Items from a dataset
————

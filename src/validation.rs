use crate::models::NewApplication;
use lazy_static::lazy_static;
use regex::Regex;
use serde::{Deserialize, Serialize};
use std::collections::BTreeMap;
use std::fmt;

lazy_static! {
    // Cyrillic and Latin letters, whitespace and hyphens
    static ref NAME_PATTERN: Regex = Regex::new(r"^[а-яёА-ЯЁa-zA-Z\s\-]+$").unwrap();
    static ref PHONE_SEPARATORS: Regex = Regex::new(r"[\s\-\(\)]").unwrap();
    // Single market: +7 or 8 followed by exactly ten digits
    static ref PHONE_PATTERN: Regex = Regex::new(r"^(\+7|8)[0-9]{10}$").unwrap();
    static ref EMAIL_PATTERN: Regex =
        Regex::new(r"^[a-zA-Z0-9._%+-]+@[a-zA-Z0-9.-]+\.[a-zA-Z]{2,}$").unwrap();
    static ref UNSAFE_CHARS: Regex = Regex::new(r#"[<>"']"#).unwrap();
}

const NAME_MIN_CHARS: usize = 2;
const NAME_MAX_CHARS: usize = 100;
const EMAIL_MAX_CHARS: usize = 120;
const SERVICE_TYPE_MAX_CHARS: usize = 50;

/// Fields exactly as they arrive from the contact form or the JSON API.
#[derive(Debug, Clone, Default, Serialize, Deserialize)]
pub struct RawSubmission {
    pub name: Option<String>,
    pub phone: Option<String>,
    pub email: Option<String>,
    pub service_type: Option<String>,
    pub message: Option<String>,
}

#[derive(Debug, Clone, PartialEq, Eq, Serialize)]
pub struct FieldError {
    pub field: &'static str,
    pub message: String,
}

/// Every rule a submission violated, in field order.
#[derive(Debug, Clone, Default, PartialEq, Eq, Serialize)]
#[serde(transparent)]
pub struct ValidationErrors(Vec<FieldError>);

impl ValidationErrors {
    fn push(&mut self, field: &'static str, message: &str) {
        self.0.push(FieldError {
            field,
            message: message.to_string(),
        });
    }

    pub fn is_empty(&self) -> bool {
        self.0.is_empty()
    }

    pub fn errors(&self) -> &[FieldError] {
        &self.0
    }

    pub fn has_field(&self, field: &str) -> bool {
        self.0.iter().any(|e| e.field == field)
    }

    pub fn by_field(&self) -> BTreeMap<&'static str, Vec<String>> {
        let mut grouped: BTreeMap<&'static str, Vec<String>> = BTreeMap::new();
        for error in &self.0 {
            grouped
                .entry(error.field)
                .or_default()
                .push(error.message.clone());
        }
        grouped
    }
}

impl fmt::Display for ValidationErrors {
    fn fmt(&self, f: &mut fmt::Formatter<'_>) -> fmt::Result {
        let parts: Vec<String> = self
            .0
            .iter()
            .map(|e| format!("{}: {}", e.field, e.message))
            .collect();
        write!(f, "{}", parts.join("; "))
    }
}

impl std::error::Error for ValidationErrors {}

/// Strip characters that could open HTML tags or attributes, then trim.
pub fn sanitize_input(text: &str) -> String {
    UNSAFE_CHARS.replace_all(text, "").trim().to_string()
}

/// Remove the separators people type into phone numbers: spaces, hyphens, parentheses.
pub fn normalize_phone(phone: &str) -> String {
    PHONE_SEPARATORS.replace_all(phone.trim(), "").to_string()
}

pub fn is_valid_phone(phone: &str) -> bool {
    PHONE_PATTERN.is_match(&normalize_phone(phone))
}

pub fn is_valid_name(name: &str) -> bool {
    let name = name.trim();
    let chars = name.chars().count();
    (NAME_MIN_CHARS..=NAME_MAX_CHARS).contains(&chars) && NAME_PATTERN.is_match(name)
}

/// Email is optional, so an empty value is valid.
pub fn is_valid_email(email: &str) -> bool {
    let email = email.trim();
    email.is_empty()
        || (email.chars().count() <= EMAIL_MAX_CHARS && EMAIL_PATTERN.is_match(email))
}

#[derive(Debug, Clone)]
pub struct Validator {
    max_message_length: usize,
}

impl Default for Validator {
    fn default() -> Self {
        Self::new(1000)
    }
}

impl Validator {
    pub fn new(max_message_length: usize) -> Self {
        Self { max_message_length }
    }

    /// Check every field and either return a normalized, sanitized record or all
    /// violated rules at once.
    pub fn validate(
        &self,
        raw: &RawSubmission,
        ip_address: &str,
    ) -> Result<NewApplication, ValidationErrors> {
        let mut errors = ValidationErrors::default();

        let name = raw.name.as_deref().unwrap_or("").trim();
        if name.is_empty() {
            errors.push("name", "Имя обязательно для заполнения");
        } else {
            let chars = name.chars().count();
            if !(NAME_MIN_CHARS..=NAME_MAX_CHARS).contains(&chars) {
                errors.push("name", "Имя должно содержать от 2 до 100 символов");
            }
            if !NAME_PATTERN.is_match(name) {
                errors.push(
                    "name",
                    "Имя может содержать только буквы, пробелы и дефисы",
                );
            }
        }

        let phone = normalize_phone(raw.phone.as_deref().unwrap_or(""));
        if phone.is_empty() {
            errors.push("phone", "Телефон обязателен для заполнения");
        } else if !PHONE_PATTERN.is_match(&phone) {
            errors.push(
                "phone",
                "Неверный формат номера телефона. Используйте формат: +7XXXXXXXXXX или 8XXXXXXXXXX",
            );
        }

        let email = raw.email.as_deref().unwrap_or("").trim();
        if !is_valid_email(email) {
            errors.push("email", "Неверный формат email");
        }

        let service_type = sanitize_input(raw.service_type.as_deref().unwrap_or(""));
        if service_type.chars().count() > SERVICE_TYPE_MAX_CHARS {
            errors.push("service_type", "Недопустимое значение услуги");
        }

        let message = raw.message.as_deref().unwrap_or("").trim();
        if message.chars().count() > self.max_message_length {
            errors.push(
                "message",
                &format!(
                    "Сообщение не должно превышать {} символов",
                    self.max_message_length
                ),
            );
        }

        if !errors.is_empty() {
            return Err(errors);
        }

        Ok(NewApplication {
            name: sanitize_input(name),
            phone,
            email: non_empty(sanitize_input(email)),
            service_type: non_empty(service_type),
            message: non_empty(sanitize_input(message)),
            ip_address: sanitize_input(ip_address),
        })
    }
}

fn non_empty(value: String) -> Option<String> {
    if value.is_empty() {
        None
    } else {
        Some(value)
    }
}

#[cfg(test)]
mod tests {
    use super::*;

    fn submission(name: &str, phone: &str) -> RawSubmission {
        RawSubmission {
            name: Some(name.to_string()),
            phone: Some(phone.to_string()),
            ..Default::default()
        }
    }

    #[test]
    fn test_phone_validation() {
        assert!(is_valid_phone("+79001234567"));
        assert!(is_valid_phone("89001234567"));
        assert!(is_valid_phone("+7 (900) 123-45-67"));
        assert!(is_valid_phone("8 900 123 45 67"));

        assert!(!is_valid_phone("123"));
        assert!(!is_valid_phone("+1234567890"));
        assert!(!is_valid_phone("abc"));
        assert!(!is_valid_phone(""));
        assert!(!is_valid_phone("+790012345678"));
        assert!(!is_valid_phone("79001234567"));
        assert!(!is_valid_phone("+44 20 7946 0958"));
    }

    #[test]
    fn test_name_validation() {
        assert!(is_valid_name("Иван Иванов"));
        assert!(is_valid_name("Jane Doe-Smith"));
        assert!(is_valid_name("Пётр Ёлкин"));

        assert!(!is_valid_name(""));
        assert!(!is_valid_name("   "));
        assert!(!is_valid_name("Я"));
        assert!(!is_valid_name("Agent 007"));
        assert!(!is_valid_name("Jane!"));
        assert!(!is_valid_name("Doe, Jane"));
        assert!(!is_valid_name(&"a".repeat(101)));
    }

    #[test]
    fn test_email_validation() {
        assert!(is_valid_email(""));
        assert!(is_valid_email("test@example.com"));
        assert!(is_valid_email("first.last+tag@mail.example.ru"));

        assert!(!is_valid_email("invalid-email"));
        assert!(!is_valid_email("test@"));
        assert!(!is_valid_email("@example.com"));
    }

    #[test]
    fn test_sanitize_input() {
        assert_eq!(
            sanitize_input("  <script>alert('x')</script> "),
            "scriptalert(x)/script"
        );
        assert_eq!(sanitize_input("\"quoted\""), "quoted");
        assert_eq!(sanitize_input(""), "");
    }

    #[test]
    fn test_valid_submission_is_normalized() {
        let raw = RawSubmission {
            name: Some("  Иван Иванов ".to_string()),
            phone: Some("+7 (900) 123-45-67".to_string()),
            email: Some(" ivan@example.com ".to_string()),
            service_type: Some("bankruptcy".to_string()),
            message: Some("Нужна <b>консультация</b>".to_string()),
        };

        let application = Validator::default().validate(&raw, "10.0.0.1").unwrap();
        assert_eq!(application.name, "Иван Иванов");
        assert_eq!(application.phone, "+79001234567");
        assert_eq!(application.email.as_deref(), Some("ivan@example.com"));
        assert_eq!(application.service_type.as_deref(), Some("bankruptcy"));
        assert_eq!(application.message.as_deref(), Some("Нужна bконсультация/b"));
        assert_eq!(application.ip_address, "10.0.0.1");
    }

    #[test]
    fn test_optional_fields_become_none() {
        let mut raw = submission("Jane Doe-Smith", "89001234567");
        raw.email = Some("   ".to_string());
        raw.message = Some(String::new());

        let application = Validator::default().validate(&raw, "127.0.0.1").unwrap();
        assert_eq!(application.email, None);
        assert_eq!(application.service_type, None);
        assert_eq!(application.message, None);
    }

    #[test]
    fn test_all_errors_are_collected() {
        let raw = RawSubmission {
            name: Some("R2-D2".to_string()),
            phone: Some("123".to_string()),
            email: Some("test@".to_string()),
            service_type: None,
            message: Some("x".repeat(1001)),
        };

        let errors = Validator::default().validate(&raw, "127.0.0.1").unwrap_err();
        assert!(errors.has_field("name"));
        assert!(errors.has_field("phone"));
        assert!(errors.has_field("email"));
        assert!(errors.has_field("message"));
        assert_eq!(errors.by_field().len(), 4);
    }

    #[test]
    fn test_missing_required_fields() {
        let errors = Validator::default()
            .validate(&RawSubmission::default(), "127.0.0.1")
            .unwrap_err();

        assert_eq!(errors.errors().len(), 2);
        assert!(errors.has_field("name"));
        assert!(errors.has_field("phone"));
    }

    #[test]
    fn test_message_length_is_configurable() {
        let mut raw = submission("Иван Иванов", "+79001234567");
        raw.message = Some("x".repeat(20));

        assert!(Validator::new(20).validate(&raw, "127.0.0.1").is_ok());
        let errors = Validator::new(10).validate(&raw, "127.0.0.1").unwrap_err();
        assert!(errors.has_field("message"));
    }
}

————

→ **EXERCISE DESCRIPTION**: Search the entries above for the word "Неверный", and copy every line where it occurs.

→ **EXERCISE ANSWER**:
                "Неверный формат номера телефона. Используйте формат: +7XXXXXXXXXX или 8XXXXXXXXXX",
            errors.push("email", "Неверный формат email");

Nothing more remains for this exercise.